— ASSIGNMENT —
Among the entries below, please show each line that carries the word "without".

— INFORMATION GIVEN —

# # # #

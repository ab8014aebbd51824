//! The assistant: corpus, conversation and system prompt behind one lock.
//!
//! Every operation takes the state mutex for its whole duration, including
//! the model call, so a reload or upload can never interleave with prompt
//! assembly. File writes happen synchronously while the lock is held.

use std::path::PathBuf;
use std::sync::Arc;
use tokio::sync::Mutex;
use tracing::{debug, error, info, warn};

use crate::config::BotConfig;
use crate::conversation::{ConversationStore, Turn};
use crate::corpus::{CorpusLoader, document_names};
use crate::error::{BotError, Result};
use crate::llm::{ChatMessage, ModelClient};
use crate::prompt::{build_request, system_content};
use crate::storage::{HistoryLog, PersistedState, StateFile, StateSource, write_atomic};

/// What a reload should do with the conversation
#[derive(Debug, Clone, Copy, PartialEq, Eq)]
pub enum ReloadMode {
    /// Process start: rebuild the conversation from the transcript.
    Initial,
    /// Operator request or upload: keep the conversation as it is.
    Explicit,
}

/// Result of a reload
#[derive(Debug, Clone, Copy, PartialEq, Eq)]
pub struct ReloadSummary {
    /// Documents that contributed to the corpus
    pub document_count: usize,
    /// Turns held in the conversation afterwards
    pub turns_loaded: usize,
    /// Conversation capacity in turns
    pub max_turns: usize,
}

impl ReloadSummary {
    /// Complete user/assistant exchanges held
    pub fn pairs_loaded(&self) -> usize {
        self.turns_loaded / 2
    }
}

/// Preview of the loaded corpus
#[derive(Debug, Clone, PartialEq, Eq)]
pub struct KnowledgeOverview {
    pub document_names: Vec<String>,
    /// Leading characters of the corpus
    pub preview: String,
    /// Whether the corpus is longer than the preview
    pub truncated: bool,
}

impl KnowledgeOverview {
    pub fn is_empty(&self) -> bool {
        self.document_names.is_empty() && self.preview.is_empty()
    }
}

/// A file offered for ingestion
#[derive(Debug, Clone)]
pub struct Upload {
    pub file_name: String,
    /// Size declared by the sender
    pub size_bytes: u64,
    pub content: Vec<u8>,
}

/// Outcome of a successful upload
#[derive(Debug, Clone)]
pub struct UploadReceipt {
    /// Where the document was written
    pub path: PathBuf,
    pub summary: ReloadSummary,
}

#[derive(Debug)]
struct BotState {
    conversation: ConversationStore,
    corpus: String,
    document_count: usize,
    system_prompt: String,
}

impl BotState {
    fn from_persisted(persisted: PersistedState, max_turns: usize) -> Self {
        let document_count = document_names(&persisted.corpus).len();
        Self {
            conversation: ConversationStore::from_turns(persisted.conversation, max_turns),
            corpus: persisted.corpus,
            document_count,
            system_prompt: persisted.system_prompt,
        }
    }

    fn to_persisted(&self) -> PersistedState {
        PersistedState {
            conversation: self.conversation.turns().to_vec(),
            corpus: self.corpus.clone(),
            system_prompt: self.system_prompt.clone(),
        }
    }
}

/// Group-chat assistant backed by a document corpus
pub struct Assistant {
    config: BotConfig,
    loader: CorpusLoader,
    state_file: StateFile,
    history: HistoryLog,
    model: Arc<dyn ModelClient>,
    state: Mutex<BotState>,
}

impl Assistant {
    /// Restore persisted state and run the initial reload.
    pub async fn open(config: BotConfig, model: Arc<dyn ModelClient>) -> Result<Self> {
        config.validate()?;

        let loader = CorpusLoader::from_config(&config);
        let state_file = StateFile::new(&config.paths.state_file);
        let history = HistoryLog::from_config(&config);

        let (persisted, source) = state_file.load_or_default(&config.prompts.default_system_prompt);
        if source == StateSource::Recovered {
            warn!(path = %state_file.path().display(), "Started from a clean state after recovery");
        }
        let state = BotState::from_persisted(persisted, config.bot.context_limit());

        let assistant = Self {
            config,
            loader,
            state_file,
            history,
            model,
            state: Mutex::new(state),
        };

        let summary = assistant.reload(ReloadMode::Initial).await?;
        info!(
            documents = summary.document_count,
            turns = summary.turns_loaded,
            model = %assistant.model.model(),
            "Assistant ready"
        );
        Ok(assistant)
    }

    pub fn config(&self) -> &BotConfig {
        &self.config
    }

    /// Rebuild the corpus from the document directory.
    pub async fn reload(&self, mode: ReloadMode) -> Result<ReloadSummary> {
        let mut state = self.state.lock().await;
        self.reload_locked(&mut state, mode)
    }

    fn reload_locked(&self, state: &mut BotState, mode: ReloadMode) -> Result<ReloadSummary> {
        let corpus = self.loader.load()?;
        state.corpus = corpus.text;
        state.document_count = corpus.document_count;

        let created = match self.history.ensure_exists() {
            Ok(created) => created,
            Err(e) => {
                error!(error = %e, "Failed to create history file");
                false
            }
        };

        // A brand-new transcript has nothing to offer; keep the restored turns.
        if mode == ReloadMode::Initial && !created {
            match self.history.read_turns() {
                Ok(turns) => {
                    state.conversation =
                        ConversationStore::from_turns(turns, self.config.bot.context_limit());
                }
                Err(e) => {
                    error!(error = %e, "Failed to read history, keeping restored conversation");
                }
            }
        }

        self.persist(state);

        let summary = ReloadSummary {
            document_count: state.document_count,
            turns_loaded: state.conversation.len(),
            max_turns: state.conversation.max_turns(),
        };
        info!(
            ?mode,
            documents = summary.document_count,
            pairs = summary.pairs_loaded(),
            "Reloaded documents"
        );
        Ok(summary)
    }

    /// Answer a question from the corpus and conversation, then record the
    /// exchange.
    pub async fn answer(&self, question: &str) -> Result<String> {
        let question = question.trim();
        if question.is_empty() {
            return Err(BotError::Validation("question is empty".to_string()));
        }

        let mut state = self.state.lock().await;
        let messages = build_request(
            &state.system_prompt,
            &state.corpus,
            state.conversation.turns(),
            question,
        );
        debug!(messages = messages.len(), "Invoking model for answer");

        let reply = self
            .model
            .complete(&messages, self.config.generation.answer_params())
            .await
            .inspect_err(|e| error!(error = %e, "Model invocation failed"))?;

        self.commit_locked(&mut state, question, &reply);
        Ok(reply)
    }

    /// Record a completed exchange: conversation, then state file, then
    /// transcript. Write failures are logged, never returned.
    pub async fn commit(&self, question: &str, answer: &str) {
        let mut state = self.state.lock().await;
        self.commit_locked(&mut state, question, answer);
    }

    fn commit_locked(&self, state: &mut BotState, question: &str, answer: &str) {
        state.conversation.append_pair(question, answer);
        self.persist(state);
        if let Err(e) = self.history.append(question, answer) {
            error!(error = %e, "Failed to append to history");
        }
    }

    /// One-shot weather answer from the corpus. Touches no state.
    pub async fn weather(&self) -> Result<String> {
        let state = self.state.lock().await;
        let prompts = &self.config.prompts;
        let messages = [
            ChatMessage::system(system_content(&prompts.weather_system_prompt, &state.corpus)),
            ChatMessage::user(prompts.weather_question.clone()),
        ];

        let reply = self
            .model
            .complete(&messages, self.config.generation.weather_params())
            .await
            .inspect_err(|e| error!(error = %e, "Weather model invocation failed"))?;
        Ok(reply)
    }

    pub async fn system_prompt(&self) -> String {
        self.state.lock().await.system_prompt.clone()
    }

    /// Replace the system prompt and persist it.
    pub async fn set_system_prompt(&self, prompt: &str) -> Result<()> {
        let prompt = prompt.trim();
        if prompt.is_empty() {
            return Err(BotError::Validation("system prompt is empty".to_string()));
        }

        let mut state = self.state.lock().await;
        state.system_prompt = prompt.to_string();
        self.persist(&state);
        info!(prompt_len = prompt.len(), "System prompt updated");
        Ok(())
    }

    /// Drop the conversation and corpus, restore the default prompt and
    /// reset the transcript.
    pub async fn clear_all(&self) -> Result<()> {
        let mut state = self.state.lock().await;
        state.conversation.clear();
        state.corpus.clear();
        state.document_count = 0;
        state.system_prompt = self.config.prompts.default_system_prompt.clone();
        self.persist(&state);
        self.history.reset()?;
        warn!("All state cleared");
        Ok(())
    }

    /// Document names and a leading slice of the corpus.
    pub async fn knowledge_overview(&self, preview_chars: usize) -> KnowledgeOverview {
        let state = self.state.lock().await;
        let preview: String = state.corpus.chars().take(preview_chars).collect();
        KnowledgeOverview {
            document_names: document_names(&state.corpus),
            truncated: preview.len() < state.corpus.len(),
            preview,
        }
    }

    /// Validate an uploaded document, store it and reload the corpus.
    pub async fn ingest_upload(&self, upload: Upload) -> Result<UploadReceipt> {
        let file_name = self.validate_upload(&upload)?;
        let path = self.loader.docs_dir().join(&file_name);

        let mut state = self.state.lock().await;
        self.loader.ensure_dir()?;
        write_atomic(&path, &upload.content)?;
        info!(path = %path.display(), bytes = upload.content.len(), "Stored uploaded document");

        let summary = self.reload_locked(&mut state, ReloadMode::Explicit)?;
        Ok(UploadReceipt { path, summary })
    }

    /// Check an upload's name and declared size before fetching its bytes.
    /// Returns the trimmed file name.
    pub fn precheck_upload(&self, file_name: &str, size_bytes: u64) -> Result<String> {
        let bot = &self.config.bot;
        let trimmed = file_name.trim();

        if trimmed.is_empty()
            || trimmed.contains(['/', '\\'])
            || trimmed.contains("..")
            || trimmed.starts_with('.')
        {
            return Err(BotError::Validation(format!(
                "invalid file name: {file_name:?}"
            )));
        }
        if !bot.is_document_name(trimmed) {
            return Err(BotError::Validation(format!(
                "only {} files are accepted",
                bot.document_extensions
                    .iter()
                    .map(|ext| format!(".{}", ext.trim_start_matches('.')))
                    .collect::<Vec<_>>()
                    .join(", ")
            )));
        }
        if size_bytes > bot.max_upload_size {
            return Err(BotError::Validation(format!(
                "file is too large: {} exceeds the {} limit",
                format_size(size_bytes),
                format_size(bot.max_upload_size)
            )));
        }

        let history_name = self.history.path().file_name();
        if self.history.path().parent() == Some(self.loader.docs_dir())
            && history_name.is_some_and(|name| name.eq_ignore_ascii_case(trimmed))
        {
            return Err(BotError::Validation(format!(
                "{trimmed} is reserved for the conversation history"
            )));
        }

        Ok(trimmed.to_string())
    }

    fn validate_upload(&self, upload: &Upload) -> Result<String> {
        let size = upload.size_bytes.max(upload.content.len() as u64);
        let file_name = self.precheck_upload(&upload.file_name, size)?;
        if std::str::from_utf8(&upload.content).is_err() {
            return Err(BotError::Validation(
                "file is not valid UTF-8 text".to_string(),
            ));
        }
        Ok(file_name)
    }

    /// Turns currently held in the conversation
    pub async fn conversation(&self) -> Vec<Turn> {
        self.state.lock().await.conversation.turns().to_vec()
    }

    pub async fn document_count(&self) -> usize {
        self.state.lock().await.document_count
    }

    fn persist(&self, state: &BotState) {
        if let Err(e) = self.state_file.save(&state.to_persisted()) {
            error!(error = %e, "Failed to persist state");
        }
    }
}
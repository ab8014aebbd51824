//! Mention detection.
//!
//! Transports report mentions as offset/length spans counted in UTF-16 code
//! units. A message is addressed to the bot when one of those spans covers
//! `@<handle>`; the question is whatever text remains once that span is cut
//! out.

use serde::{Deserialize, Serialize};
use std::ops::Range;

/// A platform-reported `@handle` range, in UTF-16 code units
#[derive(Debug, Clone, Copy, PartialEq, Eq, Serialize, Deserialize)]
pub struct MentionSpan {
    pub offset: usize,
    pub length: usize,
}

impl MentionSpan {
    pub fn new(offset: usize, length: usize) -> Self {
        Self { offset, length }
    }
}

/// Outcome of parsing one message
#[derive(Debug, Clone, PartialEq, Eq)]
pub struct Mention {
    /// Whether the bot was mentioned
    pub addressed: bool,
    /// Message text with the mention removed, trimmed. Empty when the bot was
    /// mentioned without a question.
    pub question: String,
}

impl Mention {
    fn not_addressed() -> Self {
        Self {
            addressed: false,
            question: String::new(),
        }
    }
}

/// Decide whether `text` mentions `handle` and extract the question.
///
/// The handle may be given with or without its leading `@` and is compared
/// case-insensitively. Spans that fall outside the text, or that split a
/// character, are ignored.
pub fn parse(text: &str, spans: &[MentionSpan], handle: &str) -> Mention {
    let handle = normalize_handle(handle);
    if handle.is_empty() {
        return Mention::not_addressed();
    }

    for span in spans {
        let Some(range) = utf16_span_to_bytes(text, *span) else {
            continue;
        };
        if normalize_handle(&text[range.clone()]) != handle {
            continue;
        }

        let mut question = String::with_capacity(text.len() - range.len());
        question.push_str(&text[..range.start]);
        question.push_str(&text[range.end..]);
        return Mention {
            addressed: true,
            question: question.trim().to_string(),
        };
    }

    Mention::not_addressed()
}

fn normalize_handle(handle: &str) -> String {
    let handle = handle.trim();
    handle.strip_prefix('@').unwrap_or(handle).to_lowercase()
}

/// Map a UTF-16 span onto a byte range of `text`.
fn utf16_span_to_bytes(text: &str, span: MentionSpan) -> Option<Range<usize>> {
    let end_units = span.offset.checked_add(span.length)?;
    if span.length == 0 {
        return None;
    }

    let mut start = None;
    let mut units = 0usize;
    for (byte_idx, ch) in text.char_indices() {
        if units == span.offset {
            start = Some(byte_idx);
        }
        if units == end_units {
            return start.map(|s| s..byte_idx);
        }
        if units > end_units {
            return None;
        }
        units += ch.len_utf16();
    }

    // The span may run to the very end of the text.
    if units == end_units {
        return start.map(|s| s..text.len());
    }
    None
}
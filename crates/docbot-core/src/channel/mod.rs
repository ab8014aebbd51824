//! Chat Transport Layer
//!
//! A transport turns platform updates into [`InboundMessage`]s and delivers
//! [`OutboundMessage`]s back. The bot only talks to the [`Channel`] trait, so
//! everything above this layer is transport-neutral.
//!
//! ```text
//! ┌─────────────────────────────────────────┐
//! │         MessageHandler                  │
//! │  - commands, uploads, mentions          │
//! └─────────────────────────────────────────┘
//!              │
//!              ▼
//! ┌─────────────────────────────────────────┐
//! │         trait Channel                   │
//! │  - send(message)                        │
//! │  - start_receiving() -> Stream          │
//! │  - bot_handle(), download_document()    │
//! └─────────────────────────────────────────┘
//!              │
//!              ▼
//!          Telegram
//! ```

mod chunk;
mod telegram;
mod traits;
mod types;

pub use chunk::{TELEGRAM_MAX_LEN, chunk_text};
pub use telegram::{TelegramChannel, TelegramConfig, TelegramUser};
pub use traits::{Channel, MessageStream};
pub use types::{DocumentAttachment, InboundMessage, MessageLevel, OutboundMessage};

#[cfg(test)]
pub(crate) use traits::mock;
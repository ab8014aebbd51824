pub mod run;
pub mod state;

use anyhow::{Context, Result};
use docbot_core::Assistant;
use docbot_core::llm::OpenAIClient;
use std::sync::Arc;

use crate::config::CliConfig;

/// Model client from the `[openai]` section. A missing key is reported by
/// the client when it is first used.
pub fn build_model(config: &CliConfig) -> OpenAIClient {
    let openai = &config.openai;
    let mut client = OpenAIClient::new(openai.api_key.clone().unwrap_or_default());
    if let Some(base_url) = &openai.base_url {
        client = client.with_base_url(base_url);
    }
    if let Some(model) = &openai.model {
        client = client.with_model(model);
    }
    client
}

pub async fn open_assistant(config: &CliConfig) -> Result<Assistant> {
    Assistant::open(config.core.clone(), Arc::new(build_model(config)))
        .await
        .context("Failed to open the assistant state")
}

# # # #

— RESULT OF THE EXERCISE —
    /// mentioned without a question.
/// The handle may be given with or without its leading `@` and is compared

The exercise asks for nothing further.